Déferlement d’ONG dans ma boîte aux lettres

Transitions

Le temps des vacances offre un léger répit à ma boîte aux lettres, encombrée en temps normal par les enveloppes d’une ribambelle d’ONG sollicitant ma générosité. Il arrive qu’à peine soulagée d’en avoir scrupuleusement honoré une dizaine, le facteur m’apporte de nouveaux appels à l’aide (ou les mêmes), comme si la détresse du monde était sans fin. Quel embarras! Après Caritas Vaud, voilà que débarque Caritas Suisse. Comment choisir entre Urgence Palestine et Suisse-Palestine? Entre SOS Asile et l’Organisation suisse d’aide aux réfugiés? Et pourquoi diable Médecins du monde et Médecins sans frontières n’arrivent-ils pas à se mettre d’accord pour m’épargner un vrai dilemme?

Je trouverais sans doute des explications en lisant attentivement leur documentation mais, par lâcheté ou par paresse, je me contente de leurs lettres: toutes m’assurent que mon don «fait avancer l’espoir et la justice» ou que «sans moi, rien n’est possible». Vu que mes finances sont limitées, je me surprends dès lors à procéder, non sans une certaine brutalité, à des exclusions sommaires. A la trappe, les cétacés: ce mois, je verse ma part aux oiseaux; je lâche les handicapés au profit des sourds et je biffe Pro Natura pour soutenir Greenpeace.
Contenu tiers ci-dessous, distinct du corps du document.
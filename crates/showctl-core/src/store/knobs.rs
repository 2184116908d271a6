use tracing::debug;

use super::collection::EntityCollection;
use crate::error::CoreError;
use crate::model::{Knob, KnobAddress, KnobEdit, KnobOwner, KnobValue};
use crate::protocol::{Command, KnobCommand, KnobResponse};

/// Mirrored knobs, keyed by owner and slot.
#[derive(Debug, Clone, PartialEq)]
pub struct KnobStore {
    entries: EntityCollection<KnobAddress, Knob>,
}

impl Default for KnobStore {
    fn default() -> Self {
        Self {
            entries: EntityCollection::new("knob"),
        }
    }
}

impl KnobStore {
    pub fn apply(&mut self, response: KnobResponse) -> Result<(), CoreError> {
        match response {
            KnobResponse::Added(address, knob) => {
                self.entries.upsert(address, knob);
            }
            KnobResponse::Removed(address) => {
                self.entries.remove(&address);
            }
            KnobResponse::ValueChange(address, value) => {
                self.entries.update(&address, |knob| {
                    if knob.accepts(&value) {
                        Ok(knob.with_value(value))
                    } else {
                        Err(CoreError::DatatypeMismatch {
                            address: address.to_string(),
                            expected: knob.kind(),
                            got: value.kind(),
                        })
                    }
                })?;
            }
            KnobResponse::State(entries) => {
                debug!(count = entries.len(), "knob state replaced");
                self.entries.replace_all(entries);
            }
        }
        Ok(())
    }

    /// Apply an edit from the knob's own widget and return the command
    /// that tells everyone else.
    ///
    /// The edit is shaped by the knob's datatype, so there is no tag
    /// check; an edit from the wrong widget family is still refused.
    pub fn edit(&mut self, address: KnobAddress, edit: KnobEdit) -> Result<Command, CoreError> {
        let mut sent: Option<KnobValue> = None;
        self.entries.update(&address, |knob| {
            let value = knob
                .value_for_edit(edit)
                .ok_or_else(|| CoreError::EditMismatch {
                    address: address.to_string(),
                    datatype: knob.kind(),
                })?;
            sent = Some(value.clone());
            Ok(knob.with_value(value))
        })?;

        let value = sent.ok_or_else(|| CoreError::UnknownAddress {
            collection: self.entries.label(),
            address: address.to_string(),
        })?;
        Ok(Command::Knob(KnobCommand::Set(address, value)))
    }

    pub fn entries(&self) -> &EntityCollection<KnobAddress, Knob> {
        &self.entries
    }

    pub fn get(&self, address: &KnobAddress) -> Option<&Knob> {
        self.entries.get(address)
    }

    /// Every knob exposed by `owner`, in slot order.
    pub fn owned_by(&self, owner: KnobOwner) -> impl Iterator<Item = (&KnobAddress, &Knob)> {
        self.entries
            .iter()
            .filter(move |(address, _)| address.owner() == owner)
    }

    pub(crate) fn begin_resync(&mut self) {
        self.entries.begin_resync();
    }
}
Mais c’est effrayant ces bulletins déchirés qui jonchent le sol! En repêcher un ou deux? Oups! J’ai failli larguer Le Courrier, qui fait partie des demandeurs! En moins culpabilisant, cependant: il voudrait juste que je l’arrose comme il suppose que je prends soin de mes fleurs à la veille des vacances. Poétique. Sauf que je ne pars pas en vacances.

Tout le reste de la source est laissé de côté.